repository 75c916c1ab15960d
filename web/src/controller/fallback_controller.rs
use axum::extract::{ConnectInfo, Request};
use axum::http::StatusCode;
use axum::response::IntoResponse;
use axum::Json;
use log::*;
use serde_json::json;
use std::net::SocketAddr;

/// Answers every unrouted request with a JSON 404.
pub async fn not_found(request: Request) -> impl IntoResponse {
    let caller = request
        .extensions()
        .get::<ConnectInfo<SocketAddr>>()
        .map(|ConnectInfo(addr)| addr.ip().to_string())
        .unwrap_or_else(|| "unknown".to_string());

    info!(
        "User at {} attempted to hit nonexistent endpoint {} {}",
        caller,
        request.method(),
        request.uri()
    );

    (
        StatusCode::NOT_FOUND,
        Json(json!({
            "status": "error",
            "info": "Resource not found."
        })),
    )
}
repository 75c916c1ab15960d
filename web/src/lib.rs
//! HTTP and WebSocket boundary for the stream relay.
//!
//! Exposes the notification stream as a WebSocket route, a health check and a
//! JSON 404 for everything else. Connection handling is delegated to the
//! `fanout` core; this crate only moves frames between sockets and the core.

use fanout::Manager;
use log::*;
use std::net::SocketAddr;
use std::sync::Arc;
use tokio::net::TcpListener;
use tokio_util::sync::CancellationToken;

pub mod actions;
mod controller;
pub mod router;
pub mod ws;

pub use actions::register_builtin_actions;
pub use ws::transport::WsTransport;

/// Router state: the service-level state plus the socket transport.
#[derive(Clone)]
pub struct AppState {
    pub service: service::AppState,
    pub transport: Arc<WsTransport>,
}

impl AppState {
    pub fn new(service: service::AppState, transport: Arc<WsTransport>) -> Self {
        Self { service, transport }
    }

    pub fn manager(&self) -> Arc<Manager> {
        Arc::clone(&self.service.fanout_manager)
    }
}

/// Binds the configured address and serves until `shutdown` is cancelled.
pub async fn init_server(app_state: AppState, shutdown: CancellationToken) -> std::io::Result<()> {
    let address = app_state.service.config.server_address();
    let listener = TcpListener::bind(&address).await?;

    info!(
        "Exposing API on {}, stream at {}",
        listener.local_addr()?,
        app_state.service.config.stream_path()
    );

    serve(listener, app_state, shutdown).await
}

/// Serves on an already bound listener until `shutdown` is cancelled.
pub async fn serve(
    listener: TcpListener,
    app_state: AppState,
    shutdown: CancellationToken,
) -> std::io::Result<()> {
    let app = router::define_routes(app_state);

    axum::serve(
        listener,
        app.into_make_service_with_connect_info::<SocketAddr>(),
    )
    .with_graceful_shutdown(async move { shutdown.cancelled().await })
    .await
}

#[cfg(test)]
pub(crate) fn test_state() -> AppState {
    let config = service::config::Config::from_args(["stream_relay"]).unwrap();
    let (manager, _receiver) = service::init_fanout(&config);
    let manager = Arc::new(manager);
    AppState::new(
        service::AppState::new(config, &manager),
        Arc::new(WsTransport::new()),
    )
}
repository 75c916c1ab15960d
use config::Config;
use fanout::dispatch::{self, DispatchReceiver};
use fanout::Manager;
use log::info;
use std::sync::Arc;

pub mod config;
pub mod logging;

/// Builds the fan-out manager and the receiving end of its dispatch queue.
/// The caller hands the receiver to a `Dispatcher` bound to a transport.
pub fn init_fanout(config: &Config) -> (Manager, DispatchReceiver) {
    let options = config.manager_options();
    info!(
        "Fan-out config: unsubscribe_matching={}, case_sensitive_actions={}",
        options.unsubscribe_matching, options.case_sensitive_actions,
    );

    let (queue, receiver) = dispatch::channel();
    (Manager::with_options(queue, options), receiver)
}

// Service-level state containing only infrastructure concerns
// Needs to implement Clone to be able to be passed into Router as State
#[derive(Clone)]
pub struct AppState {
    pub fanout_manager: Arc<Manager>,
    pub config: Config,
}

impl AppState {
    pub fn new(app_config: Config, manager: &Arc<Manager>) -> Self {
        Self {
            fanout_manager: Arc::clone(manager),
            config: app_config,
        }
    }
}
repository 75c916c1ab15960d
pub(crate) mod fallback_controller;
pub(crate) mod health_check_controller;
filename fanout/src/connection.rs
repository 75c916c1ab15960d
use async_trait::async_trait;
use std::fmt;
use std::hash::{Hash, Hasher};
use std::net::SocketAddr;

use crate::error::Result;

/// Unique identifier for a connection (server-generated)
#[derive(Debug, Clone, Copy, PartialEq, Eq, Hash, PartialOrd, Ord)]
pub struct ConnectionId(uuid::Uuid);

impl ConnectionId {
    pub fn new() -> Self {
        Self(uuid::Uuid::new_v4())
    }
}

impl Default for ConnectionId {
    fn default() -> Self {
        Self::new()
    }
}

impl fmt::Display for ConnectionId {
    fn fmt(&self, f: &mut fmt::Formatter) -> fmt::Result {
        write!(f, "{}", self.0)
    }
}

/// Non-owning handle to a live client channel.
///
/// The transport layer owns the socket itself; the core only ever holds this
/// handle. Two handles are the same connection iff their ids are equal.
#[derive(Debug, Clone)]
pub struct Connection {
    id: ConnectionId,
    remote: SocketAddr,
}

impl Connection {
    pub fn new(remote: SocketAddr) -> Self {
        Self::with_id(ConnectionId::new(), remote)
    }

    pub fn with_id(id: ConnectionId, remote: SocketAddr) -> Self {
        Self { id, remote }
    }

    pub fn id(&self) -> ConnectionId {
        self.id
    }

    pub fn remote(&self) -> SocketAddr {
        self.remote
    }

    /// Remote host string, the value the host context is keyed by.
    /// IPv4-mapped IPv6 peers from a dual-stack listener render as plain IPv4.
    pub fn host(&self) -> String {
        self.remote.ip().to_canonical().to_string()
    }

    pub fn port(&self) -> u16 {
        self.remote.port()
    }
}

impl PartialEq for Connection {
    fn eq(&self, other: &Self) -> bool {
        self.id == other.id
    }
}

impl Eq for Connection {}

impl Hash for Connection {
    fn hash<H: Hasher>(&self, state: &mut H) {
        self.id.hash(state);
    }
}

impl fmt::Display for Connection {
    fn fmt(&self, f: &mut fmt::Formatter) -> fmt::Result {
        write!(f, "{} ({})", self.id, self.remote)
    }
}

/// Outbound side of the wire, implemented by the boundary layer.
///
/// `send` completes once the frame has been handed to the socket. Failures are
/// reported as errors and never panic across this boundary.
#[async_trait]
pub trait Transport: Send + Sync {
    async fn send(&self, connection: &Connection, frame: &str) -> Result<()>;
}
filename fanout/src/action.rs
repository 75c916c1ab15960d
use async_trait::async_trait;
use dashmap::DashMap;
use log::*;
use std::sync::Arc;

use crate::connection::Connection;
use crate::error::Result;
use crate::message::Payload;

/// Outcome of an action handler: a response for the originating connection,
/// or nothing.
pub type HandlerResult = Result<Option<Payload>>;

/// Processes inbound messages carrying a given action name.
#[async_trait]
pub trait ActionHandler: Send + Sync {
    async fn on_message(&self, connection: &Connection, payload: &Payload) -> HandlerResult;
}

#[async_trait]
impl<F> ActionHandler for F
where
    F: Fn(&Connection, &Payload) -> HandlerResult + Send + Sync,
{
    async fn on_message(&self, connection: &Connection, payload: &Payload) -> HandlerResult {
        self(connection, payload)
    }
}

/// Maps action names to handlers. Populated at startup, read on every
/// inbound message.
pub struct ActionTable {
    handlers: DashMap<String, Arc<dyn ActionHandler>>,
    case_sensitive: bool,
}

impl ActionTable {
    pub fn new() -> Self {
        Self::with_case_sensitivity(false)
    }

    pub fn with_case_sensitivity(case_sensitive: bool) -> Self {
        Self {
            handlers: DashMap::new(),
            case_sensitive,
        }
    }

    fn key(&self, name: &str) -> String {
        if self.case_sensitive {
            name.to_string()
        } else {
            name.to_lowercase()
        }
    }

    /// Binds `handler` to `name`, replacing any earlier binding for that name.
    pub fn register(&self, name: &str, handler: Arc<dyn ActionHandler>) {
        if self.handlers.insert(self.key(name), handler).is_some() {
            warn!("Action \"{name}\" was already registered; replacing its handler");
        } else {
            debug!("Registered action \"{name}\"");
        }
    }

    /// Binds one handler under several action names, returning how many
    /// names were bound. An empty name list binds nothing and is logged.
    pub fn register_all(&self, names: &[&str], handler: Arc<dyn ActionHandler>) -> usize {
        if names.is_empty() {
            warn!("Ignoring action registration without any action name");
            return 0;
        }
        for name in names {
            self.register(name, Arc::clone(&handler));
        }
        names.len()
    }

    pub fn lookup(&self, name: &str) -> Option<Arc<dyn ActionHandler>> {
        self.handlers
            .get(&self.key(name))
            .map(|entry| Arc::clone(entry.value()))
    }

    pub fn len(&self) -> usize {
        self.handlers.len()
    }

    pub fn is_empty(&self) -> bool {
        self.handlers.is_empty()
    }
}

impl Default for ActionTable {
    fn default() -> Self {
        Self::new()
    }
}
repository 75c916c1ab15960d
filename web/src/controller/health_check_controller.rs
use axum::http::StatusCode;
use axum::response::IntoResponse;

/// GET /health
pub async fn health_check() -> impl IntoResponse {
    (StatusCode::OK, "healthy")
}
//! Glob-style matching used for scoped dispatch and bulk unsubscribe.
//!
//! Supports:
//! - `*` matches any sequence of characters, including none
//! - `?` matches exactly one character
//!
//! Every other character matches itself, compared case-insensitively. The
//! whole candidate must match; there is no substring search.

/// A compiled value pattern.
#[derive(Debug, Clone, PartialEq, Eq)]
pub struct Pattern(String);

impl Pattern {
    pub fn new(pattern: impl Into<String>) -> Self {
        Self(pattern.into())
    }

    pub fn as_str(&self) -> &str {
        &self.0
    }

    /// True if the pattern contains no wildcard and can only match one value.
    pub fn is_literal(&self) -> bool {
        !self.0.contains(['*', '?'])
    }

    pub fn matches(&self, candidate: &str) -> bool {
        matches(&self.0, candidate)
    }
}

impl From<&str> for Pattern {
    fn from(pattern: &str) -> Self {
        Self::new(pattern)
    }
}

/// Returns whether `candidate` matches `pattern` in its entirety.
///
/// Backtracks to the most recent `*` on a mismatch, so the walk is linear in
/// the common case and never allocates. Positions are byte offsets that always
/// sit on `char` boundaries.
pub fn matches(pattern: &str, candidate: &str) -> bool {
    let (mut pi, mut ci) = (0usize, 0usize);
    let mut star: Option<(usize, usize)> = None;

    while let Some(c) = candidate[ci..].chars().next() {
        match pattern[pi..].chars().next() {
            Some('*') => {
                pi += 1;
                star = Some((pi, ci));
                continue;
            }
            Some('?') => {
                pi += 1;
                ci += c.len_utf8();
                continue;
            }
            Some(p) if same_char(p, c) => {
                pi += p.len_utf8();
                ci += c.len_utf8();
                continue;
            }
            _ => {}
        }

        // mismatch: let the last star swallow one more character
        match star {
            Some((star_pi, star_ci)) => {
                let skipped = candidate[star_ci..].chars().next().map_or(1, char::len_utf8);
                pi = star_pi;
                ci = star_ci + skipped;
                star = Some((star_pi, ci));
            }
            None => return false,
        }
    }

    pattern[pi..].chars().all(|p| p == '*')
}

fn same_char(a: char, b: char) -> bool {
    a == b || a.to_lowercase().eq(b.to_lowercase())
}

#[cfg(test)]
mod tests {
    use super::*;

    #[test]
    fn test_star_suffix() {
        assert!(matches("user-*", "user-42"));
        assert!(matches("user-*", "user-"));
        assert!(!matches("user-*", "admin-1"));
    }

    #[test]
    fn test_question_mark_is_exactly_one_char() {
        assert!(matches("?bc", "abc"));
        assert!(!matches("?bc", "abcd"));
        assert!(!matches("?bc", "bc"));
    }

    #[test]
    fn test_anchored_at_both_ends() {
        assert!(!matches("bc", "abc"));
        assert!(!matches("ab", "abc"));
        assert!(matches("*bc", "abc"));
        assert!(matches("a*c", "abbbbc"));
        assert!(!matches("a*c", "abbbbcd"));
    }

    #[test]
    fn test_case_insensitive() {
        assert!(matches("Host-*", "HOST-a"));
        assert!(matches("ÄBC", "äbc"));
    }

    #[test]
    fn test_empty_strings() {
        assert!(matches("", ""));
        assert!(matches("*", ""));
        assert!(matches("**", ""));
        assert!(!matches("?", ""));
        assert!(!matches("", "a"));
    }

    #[test]
    fn test_regex_metacharacters_are_literal() {
        assert!(matches("a.b", "a.b"));
        assert!(!matches("a.b", "axb"));
        assert!(matches("[x]+(y)^$", "[x]+(y)^$"));
        assert!(matches("10.0.0.*", "10.0.0.7"));
        assert!(!matches("10.0.0.*", "10.0.1.7"));
    }

    #[test]
    fn test_multibyte_candidates() {
        assert!(matches("?", "é"));
        assert!(matches("*é", "café"));
        assert!(matches("c?f?", "café"));
    }

    #[test]
    fn test_backtracking_over_repeated_prefix() {
        assert!(matches("*aab", "aaaab"));
        assert!(matches("a*b*c", "aXbYbZc"));
        assert!(!matches("a*b*c", "aXbYbZ"));
    }

    #[test]
    fn test_compiled_pattern() {
        let pattern = Pattern::from("user-?");
        assert!(pattern.matches("user-1"));
        assert!(!pattern.matches("user-12"));
        assert!(!pattern.is_literal());
        assert!(Pattern::new("alice").is_literal());
        assert_eq!(pattern.as_str(), "user-?");
    }
}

——————

**Try it:**
When a line in the material includes the word "value", copy it out.

**Response for this exercise:**
    /// Remote host string, the value the host context is keyed by.
            .map(|entry| Arc::clone(entry.value()))
/// A compiled value pattern.
    /// True if the pattern contains no wildcard and can only match one value.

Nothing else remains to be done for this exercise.